2. School of Medicine for International Students, College of Medicine, I-Shou University, Kaohsiung 82445 Taiwan.
3. Division of Cardiology, Department of Internal Medicine, E-Da Hospital, Kaohsiung 82445 Taiwan.
4. School of Medicine, College of Medicine, I-Shou University, Kaohsiung 82445 Taiwan.
5. Division of Gastroenterology and Hepatology, Department of Internal Medicine, E-Da Hospital, Kaohsiung, 82445 Taiwan.
6. The School of Chinese Medicine for Post Baccalaureate, College of Medicine, I-Shou University, Kaohsiung, 82445 Taiwan.
7. Division of General Surgery, Department of Surgery, E-Da Hospital, Kaohsiung, 82445 Taiwan.
8. Department of Biomedical Engineering, I-Shou University, Kaohsiung, 82445 Taiwan.
9. Department of Electrical Engineering, I-Shou University, Kaohsiung, 82445 Taiwan.
10. Lee's Endocrinologic Clinic, Pingtung 90000 Taiwan.
11. Division of Cardiology, Department of Internal Medicine, Taipei Veterans General Hospital, Yuli Branch, Hualien 98142 Taiwan.
12. Faculty of Medicine, School of Medicine, National Yang Ming Chiao Tung University, Taipei 112304 Taiwan.
*These authors contributed equally to this work.
Background: Obesity and cognitive function decline are independent risk factors for chronic kidney disease (CKD).

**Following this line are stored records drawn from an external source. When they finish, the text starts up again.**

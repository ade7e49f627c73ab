/// Example: full profile report for a user with a few cars and a long
/// maintenance history, enough to run over several pages.
///
/// Run with:
///   cargo run --example generate_profile_report -p pdf-demos
///
/// Opens output at: demos/output/user-profile.pdf
use chrono::{Duration, NaiveDate};
use profile_pdf::{CarSummary, DocumentKind, MaintenanceSummary, ProfileReport, UserSummary};
use uuid::Uuid;

const KINDS: [&str; 5] = ["OIL_CHANGE", "TIRE_ROTATION", "BRAKES", "INSPECTION", "BATTERY"];

/// A 96x96 RGB gradient, encoded as PNG.
fn avatar_png() -> Vec<u8> {
    let (w, h) = (96u32, 96u32);
    let mut pixels = Vec::with_capacity((w * h * 3) as usize);
    for y in 0..h {
        for x in 0..w {
            pixels.extend_from_slice(&[(x * 255 / w) as u8, (y * 255 / h) as u8, 160]);
        }
    }
    let mut out = Vec::new();
    {
        let mut encoder = png::Encoder::new(&mut out, w, h);
        encoder.set_color(png::ColorType::Rgb);
        encoder.set_depth(png::BitDepth::Eight);
        let mut writer = encoder.write_header().expect("png header");
        writer.write_image_data(&pixels).expect("png data");
    }
    out
}

fn sample_report() -> ProfileReport {
    let joined = NaiveDate::from_ymd_opt(2023, 4, 2)
        .and_then(|d| d.and_hms_opt(9, 15, 0))
        .expect("valid date");

    let user = UserSummary {
        id: Uuid::new_v4(),
        username: Some("jdoe".to_string()),
        email: Some("jane.doe@example.com".to_string()),
        role: Some("USER".to_string()),
        created_on: Some(joined),
        ..Default::default()
    };

    let fleet = [("Audi", "A4", 2019), ("Skoda", "Octavia", 2021), ("Volvo", "V70", 2008)];
    let cars: Vec<CarSummary> = fleet
        .iter()
        .enumerate()
        .map(|(i, (brand, model, year))| CarSummary {
            id: Uuid::new_v4(),
            brand: brand.to_string(),
            model: model.to_string(),
            year: Some(*year),
            vin: format!("WVWZZZ1JZXW{:06}", i + 1),
            joined_at: Some(joined + Duration::days(30 * i as i64)),
            maintenance_count: 8,
        })
        .collect();

    let start = NaiveDate::from_ymd_opt(2023, 5, 1).expect("valid date");
    let mut records: Vec<MaintenanceSummary> = (0..24)
        .map(|i| {
            let car = &cars[i % cars.len()];
            let date = start + Duration::days(21 * i as i64);
            MaintenanceSummary {
                id: Uuid::new_v4(),
                car_id: Some(car.id),
                car_brand: Some(car.brand.clone()),
                car_model: Some(car.model.clone()),
                date: Some(date),
                maintenance_type: Some(KINDS[i % KINDS.len()].to_string()),
                description: (i % 4 == 0).then(|| {
                    "Replaced worn parts, checked fluid levels, reset the service \
                     indicator and road-tested the vehicle before handing it back"
                        .to_string()
                }),
                mileage: 42_000 + 1_350 * i as i64,
                cost: (i % 3 != 0).then_some(49.9 + 17.5 * i as f64),
                next_due_date: Some(date + Duration::days(365)),
            }
        })
        .collect();

    // A record whose car was deleted.
    records.push(MaintenanceSummary {
        id: Uuid::new_v4(),
        mileage: 12_000,
        cost: Some(15.0),
        ..Default::default()
    });

    let generated = NaiveDate::from_ymd_opt(2024, 6, 30)
        .and_then(|d| d.and_hms_opt(18, 45, 0));
    ProfileReport::summarize(Some(user), cars, records, generated)
}

fn main() {
    std::fs::create_dir_all("demos/output").unwrap();
    let path = format!("demos/output/{}", DocumentKind::ProfileReport.file_name());

    let avatar = avatar_png();
    let pdf = profile_pdf::render(Some(avatar.as_slice()), &sample_report()).expect("render report");
    std::fs::write(&path, &pdf).expect("write PDF");
    println!("Written to {} ({} bytes)", path, pdf.len());
}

However, few studies have examined the combined effects of obesity status and cognitive function on change in CKD risk. We aimed to evaluate the association between obesity status, cognitive function and CKD risk change in patients with type 2 diabetes mellitus (T2DM).
Methods: Data on 3399 T2DM patients were extracted from a diabetes disease management program between 2006 and 2018. Univariate and multivariate analyses were used to assess the association between obesity, cognitive decline, and CKD risk change. Three indexes, including the relative excess risk of interaction (RERI), attributable proportion of interaction (API), and synergy index (SI), were used to analyze interactions. CKD risk was classified according to the KDIGO 2012 CKD definition.
Results: In multivariate analysis, the hazard ratio (HR, 95%Cis) for CKD risk progression was 1.34 (1.12-1.61) times higher in the moderate and severely obese patients compared with the normal weight patients, and 1.34 (1.06-1.67) times higher in the patients with a Mini-Mental State Examination (MMSE) score ≤18 compared to those with an MMSE score ≥24. There was a synergistic interaction between moderate and severe obesity and MMSE score ≤18 on CKD risk progression (SI=4.461; 95% CI: 1.998-9.962), and the proportion of CKD risk progression caused by this interaction was 52.7% (API=0.527; 95% CI: 0.295-0.759). However, normal weight and MMSE score ≥24 were not beneficial on CKD risk improvement in the patients with a moderate risk and very high-risk stage of CKD.
Conclusion: There may be a synergistic interaction between obesity and cognitive function decline, and the synergistic interaction may increase the risk of CKD progression.
Keywords: Chronic kidney disease risk, cognitive function decline, obesity, synergistic interaction, type 2 diabetes mellitus.